In MetLife Breakup, Who Gets Snoopy the Dog?
Breaking up is hard, especially when long- time partners have to decide who gets financial assets, property or even a pet. The split could be trickier, still, when one of the world’s most beloved dogs is involved.
MetLife Inc. Chief Executive Officer Steve Kandarian has to decide whether he keeps Snoopy and his Peanuts friends, or if the comic-strip crew will depart with a U.S. retail business that the company plans to sell, spin off or divest to investors in a public offering.
Snoopy has been associated with the insurer for more than three decades, and enhances the “warm, approachable quality that is important to the MetLife brand,” according to the company’s guidelines. The beagle appears in the insurer’s ads, employees’ business cards, Wall Street presentations and even blimps that fly above golf tournaments.
“There aren’t many animated or cartoon characters that have that level of recognition and that level of appeal, which is what makes it so valuable,” said James O’Rourke, a management professor at University of Notre Dame, who
expects the Peanuts characters will go to the retail business. “People think Snoopy is totally cool, and it’s a pretty broad range of people.”
Aflac Inc.’s wacky duck and the chatty gecko pitching Geico auto policies are among creatures used by rivals to put a friendly face on insurance contracts. MetLife’s Snoopy doesn’t speak, however. That means Kandarian doesn’t have to worry about a public-relations headache like the one Aflac had in 2011 when it fired comedian Gilbert Gottfried, then the voice of the duck in the U.S., after he made comments about tsunami victims in Japan, the firm’s biggest market.

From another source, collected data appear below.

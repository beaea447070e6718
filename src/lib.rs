//! Keeps a brokerage OAuth 2.0 access token alive for scheduled market monitors: CAS-guarded
//! refresh leases, replay-proof authorization callbacks, and secret-free status reporting.

#![deny(clippy::all, missing_docs, unused_crate_dependencies)]

pub mod auth;
pub mod config;
pub mod error;
pub mod exchange;
pub mod ext;
pub mod flows;
pub mod http;
pub mod obs;
pub mod provider;
#[cfg(feature = "server")] pub mod server;
pub mod status;
pub mod store;
#[cfg(all(any(test, feature = "test"), feature = "reqwest"))]
pub mod _preludet {
	//! Convenience re-exports and helpers for integration tests; enabled via `cfg(test)` or the
	//! `test` crate feature.

	pub use crate::_prelude::*;

	// self
	use crate::{
		config::Config,
		exchange::{RetryPolicy, TokenExchanger},
		flows::TokenLifecycleManager,
		http::ReqwestHttpClient,
		provider::{ClientAuthMethod, GrantType, ProviderDescriptor, ProviderId},
		store::{AuthorizationLedger, CredentialStore, MemoryLedger, MemoryStore},
	};

	/// Manager type alias used by reqwest-backed integration tests.
	pub type ReqwestTestManager = TokenLifecycleManager<ReqwestHttpClient>;

	/// Client identifier shared by test fixtures.
	pub const TEST_CLIENT_ID: &str = "client-it";
	/// Client secret shared by test fixtures.
	pub const TEST_CLIENT_SECRET: &str = "secret-it";
	/// Redirect URI shared by test fixtures.
	pub const TEST_REDIRECT_URI: &str = "https://alerts.example.com/auth";

	/// Builds a reqwest HTTP client that accepts the self-signed certificates produced by
	/// `httpmock` during tests.
	pub fn test_reqwest_http_client() -> ReqwestHttpClient {
		let client = ReqwestClient::builder()
			.danger_accept_invalid_certs(true)
			.danger_accept_invalid_hostnames(true)
			.timeout(std::time::Duration::from_millis(500))
			.redirect(reqwest::redirect::Policy::none())
			.build()
			.expect("Failed to build insecure Reqwest client for tests.");

		ReqwestHttpClient::with_client(client)
	}

	/// Builds a descriptor whose endpoints point at a mock server base URL.
	pub fn test_descriptor(base_url: &str) -> ProviderDescriptor {
		let base = base_url.trim_end_matches('/');

		ProviderDescriptor::builder(
			ProviderId::new("mock-brokerage").expect("Mock provider identifier should be valid."),
		)
		.authorization_endpoint(
			Url::parse(&format!("{base}/authorize"))
				.expect("Mock authorization endpoint should parse successfully."),
		)
		.token_endpoint(
			Url::parse(&format!("{base}/token")).expect("Mock token endpoint should parse."),
		)
		.support_grants([GrantType::AuthorizationCode, GrantType::RefreshToken])
		.preferred_client_auth_method(ClientAuthMethod::ClientSecretPost)
		.build()
		.expect("Mock provider descriptor should build successfully.")
	}

	/// Retry policy with millisecond delays so retry tests stay fast.
	pub fn fast_retry_policy() -> RetryPolicy {
		RetryPolicy::new(3, Duration::milliseconds(1), Duration::milliseconds(8))
	}

	/// Builds a configuration carrying every required setting, pointed at `base_url`.
	pub fn test_config(base_url: &str) -> Config {
		let mut config = Config::default()
			.with_client_id(TEST_CLIENT_ID)
			.with_client_secret(TEST_CLIENT_SECRET)
			.with_redirect_uri(TEST_REDIRECT_URI)
			.with_messaging_channel_target("-100200300");

		config.provider = Some(test_descriptor(base_url));
		config.retry = fast_retry_policy();

		config
	}

	/// Constructs a [`TokenLifecycleManager`] backed by in-memory stores and the reqwest transport
	/// used across integration tests.
	pub fn build_reqwest_test_manager(
		base_url: &str,
	) -> (ReqwestTestManager, Arc<MemoryStore>, Arc<MemoryLedger>) {
		let config = test_config(base_url);
		let store_backend = Arc::new(MemoryStore::default());
		let ledger_backend = Arc::new(MemoryLedger::default());
		let store: Arc<dyn CredentialStore> = store_backend.clone();
		let ledger: Arc<dyn AuthorizationLedger> = ledger_backend.clone();
		let exchanger = TokenExchanger::<ReqwestHttpClient>::from_config(
			&config,
			test_reqwest_http_client(),
			ledger,
		)
		.expect("Test configuration should yield a token exchanger.");
		let manager = TokenLifecycleManager::new(exchanger, store)
			.with_skew(config.refresh_skew)
			.with_poll_interval(Duration::milliseconds(5));

		(manager, store_backend, ledger_backend)
	}
}

mod _prelude {
	pub use std::{
		collections::{BTreeMap, HashMap},
		error::Error as StdError,
		fmt::{Debug, Display, Formatter, Result as FmtResult},
		future::Future,
		path::{Path, PathBuf},
		pin::Pin,
		str::FromStr,
		sync::Arc,
	};

	pub use parking_lot::Mutex;
	#[cfg(feature = "reqwest")]
	pub use reqwest::{Client as ReqwestClient, Error as ReqwestError};
	pub use serde::{Deserialize, Serialize};
	pub use thiserror::Error as ThisError;
	pub use time::{Duration, OffsetDateTime};
	pub use url::Url;

	pub use crate::error::{Error, Result};
}

#[cfg(feature = "reqwest")] pub use reqwest;
pub use url;
#[cfg(feature = "server")] use color_eyre as _;
#[cfg(test)] use httpmock as _;
// self
use crate::obs::{FlowKind, FlowOutcome};

/// Records a flow outcome via the global metrics recorder (when enabled).
pub fn record_flow_outcome(kind: FlowKind, outcome: FlowOutcome) {
	#[cfg(feature = "metrics")]
	{
		metrics::counter!(
			"brokerage_oauth_flow_total",
			"flow" => kind.as_str(),
			"outcome" => outcome.as_str()
		)
		.increment(1);
	}

	#[cfg(not(feature = "metrics"))]
	{
		let _ = (kind, outcome);
	}
}
//! Operator entry point: serves the consent endpoints and runs one-shot token chores.

// std
use std::process::ExitCode;
// crates.io
use color_eyre::Result;
// self
use brokerage_oauth::{
	config::Config,
	ext::SkipReason,
	flows::TokenLifecycleManager,
	obs::logging,
	server,
	status::StatusReporter,
};

const USAGE: &str = "\
Usage: brokerage-oauth <command>

Commands:
  serve     Serve /auth and /status on BIND_ADDRESS
  status    Print the credential status as JSON
  refresh   Make sure a valid access token is stored (exit 0 valid, 2 re-authorization
            required, 3 temporarily unavailable, 78 configuration)
  auth-url  Print a fresh brokerage consent URL";

/// Parsed command line.
#[derive(Clone, Debug, PartialEq, Eq)]
enum Command {
	Serve,
	Status,
	Refresh,
	AuthUrl,
	Help,
	Unknown(String),
}

fn parse_args<I>(mut args: I) -> Command
where
	I: Iterator<Item = String>,
{
	match args.nth(1).as_deref() {
		None | Some("serve") => Command::Serve,
		Some("status") => Command::Status,
		Some("refresh") => Command::Refresh,
		Some("auth-url") => Command::AuthUrl,
		Some("help" | "--help" | "-h") => Command::Help,
		Some(other) => Command::Unknown(other.to_owned()),
	}
}

#[tokio::main]
async fn main() -> Result<ExitCode> {
	color_eyre::install()?;

	let command = parse_args(std::env::args());

	match command {
		Command::Help => {
			println!("{USAGE}");

			return Ok(ExitCode::SUCCESS);
		},
		Command::Unknown(arg) => {
			eprintln!("Unknown command `{arg}`.\n\n{USAGE}");

			return Ok(ExitCode::from(64));
		},
		_ => (),
	}

	let config = Config::from_env()?;

	logging::init(config.log_format)?;

	match command {
		Command::Serve => server::serve(config).await?,
		Command::Status => {
			let report = StatusReporter::from_config(&config)?.get_status().await?;

			println!("{}", serde_json::to_string_pretty(&report)?);
		},
		Command::Refresh => return Ok(refresh(&config).await),
		Command::AuthUrl => {
			let manager = TokenLifecycleManager::from_config(&config)?;
			let request =
				manager.authorization_initiator().build_authorization_url(&config).await?;

			println!("{}", request.url);
		},
		Command::Help | Command::Unknown(_) => (),
	}

	Ok(ExitCode::SUCCESS)
}

async fn refresh(config: &Config) -> ExitCode {
	let outcome = match TokenLifecycleManager::from_config(config) {
		Ok(manager) => manager.get_valid_token().await,
		Err(e) => Err(e),
	};

	match outcome {
		Ok(token) => {
			println!("Access token valid until {}.", token.expires_at);

			ExitCode::SUCCESS
		},
		Err(e) => {
			let reason = SkipReason::from_error(&e);

			eprintln!("{reason}");

			ExitCode::from(u8::try_from(reason.exit_code()).unwrap_or(1))
		},
	}
}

MetLife has plenty on its plate with the split, beyond just comic-strip characters. The company has been designated by regulators as a systemically important financial
institution because of its size, and the separation plan was designed partly to limit capital restrictions on retirement products such as annuities. The remaining company will still be one of the world’s largest insurers, selling group policies and property- casualty coverage in the U.S. and operating in Asia, Latin America and Europe.

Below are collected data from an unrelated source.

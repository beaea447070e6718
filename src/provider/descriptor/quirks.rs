// self
use crate::_prelude::*;

/// Provider-specific quirks that influence how token responses are interpreted.
#[derive(Clone, Copy, Debug, Default, PartialEq, Eq, Serialize, Deserialize)]
#[serde(default)]
pub struct ProviderQuirks {
	/// Lifetime assumed when a token response omits `expires_in`.
	///
	/// Unset means such responses are rejected.
	pub fallback_token_lifetime: Option<Duration>,
}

Yet, even after Kandarian announced on Jan. 12 how he would allocate assets to the two businesses and assign leadership, the company acknowledged the dilemma of whether the U.S. retail business would retain the MetLife name and the Snoopy branding.
“We are in the early stages of planning,” the company said in a statement discussing the split. “Many questions remain to be answered.”

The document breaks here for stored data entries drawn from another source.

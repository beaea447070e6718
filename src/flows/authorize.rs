//! Consent URL construction for the one-time human authorization step.

// self
use crate::{
	_prelude::*,
	auth::nonce,
	config::Config,
	error::ConfigError,
	obs::{self, FlowKind},
	provider::GrantType,
	store::AuthorizationLedger,
};

/// Issued authorization request; `url` is what the operator opens.
#[derive(Clone, Debug, PartialEq, Eq)]
pub struct AuthorizationRequest {
	/// Client identifier embedded in the URL.
	pub client_id: String,
	/// Redirect target embedded in the URL.
	pub redirect_uri: Url,
	/// Always `code`.
	pub response_type: &'static str,
	/// Single-use nonce the brokerage echoes back.
	pub state: String,
	/// Instant after which the callback's `state` is refused.
	pub expires_at: OffsetDateTime,
	/// Fully assembled authorization dialog URL.
	pub url: Url,
}

/// Builds consent URLs and records the issued `state` in the ledger.
#[derive(Clone)]
pub struct AuthorizationInitiator {
	ledger: Arc<dyn AuthorizationLedger>,
}
impl AuthorizationInitiator {
	/// Creates an initiator writing issued states to `ledger`.
	pub fn new(ledger: Arc<dyn AuthorizationLedger>) -> Self {
		Self { ledger }
	}

	/// Builds the authorization dialog URL for `config`.
	///
	/// Fails with [`ConfigError::Missing`] when the client identifier or redirect URI is absent.
	/// The fresh `state` is recorded with an expiry of `config.state_ttl`.
	pub async fn build_authorization_url(&self, config: &Config) -> Result<AuthorizationRequest> {
		obs::observe(FlowKind::Authorization, "build_authorization_url", async move {
			let client_id = config.client_id()?.to_owned();
			let redirect_uri = config.redirect_uri()?;
			let descriptor = config.descriptor()?;

			if !descriptor.supports(GrantType::AuthorizationCode) {
				return Err(ConfigError::UnsupportedGrant {
					descriptor: descriptor.id.to_string(),
					grant: GrantType::AuthorizationCode.as_str(),
				}
				.into());
			}

			let state = nonce::generate_state();
			let expires_at = OffsetDateTime::now_utc() + config.state_ttl;

			self.ledger.record_state(&nonce::fingerprint(&state), expires_at).await?;

			let mut url = descriptor.endpoints.authorization.clone();

			url.query_pairs_mut()
				.append_pair("response_type", "code")
				.append_pair("client_id", &client_id)
				.append_pair("redirect_uri", redirect_uri.as_str())
				.append_pair("state", &state);

			tracing::info!(
				state_ttl_secs = config.state_ttl.whole_seconds(),
				"Authorization URL issued."
			);

			Ok(AuthorizationRequest {
				client_id,
				redirect_uri,
				response_type: "code",
				state,
				expires_at,
				url,
			})
		})
		.await
	}
}
impl Debug for AuthorizationInitiator {
	fn fmt(&self, f: &mut Formatter) -> FmtResult {
		f.write_str("AuthorizationInitiator")
	}
}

It is “highly unlikely the company would spin off its retail business without the dog,” Al Ries, chairman of market- strategy firm Ries & Ries, said in an e-mail. “Would anyone buy the Corona brand without the lime? Or the cola business from Coca-Cola without the contour bottle?”
MetLife has long sought to appeal to both individuals and to huge corporate clients. The National Football League’s New York Giants and New York Jets play at MetLife Stadium, and the insurer’s name is featured on a Park Avenue tower in New York.
Iconix Brand Group Inc., which in 2010 acquired a majority stake in the characters, listed the insurer first in a November regulatory filing that named some key Peanuts partners. Peanuts has more than 700 licensing agreements, including relationships with retailer Target Corp., and food company Nestle SA, according to the document. MetLife said in its most recent annual report that it has the exclusive global license in the financial-services industry up to the end of 2019.
The Peanuts brand “adds good value” by making a complicated product seem more accessible to consumers, Randy Binner, an analyst at FBR Capital Markets, said in a phone interview. “Insurance is difficult for a lot of people to understand.”
The Peanuts comic strips were written and illustrated by Charles Schulz, who realized his dream of becoming a professional cartoonist after returning from war in 1945, according to his biography on the Charles M. Schulz Museum’s website. By the time he announced his retirement in 1999, the cartoon was syndicated in more than 2,600 newspapers worldwide.
Jaime Sheinheit, a spokeswoman for Iconix, didn’t immediately return a message seeking comment. MetLife’s Randy Clerihue referred to the company document.
The insurer’s brand guidelines outline, often in great detail, how to deploy — and how not to use — the characters. For example, Snoopy is not to be depicted gambling or drinking alcohol. After all, MetLife said, “Snoopy likes root beer.”
–With assistance from Katherine Chiglinsky.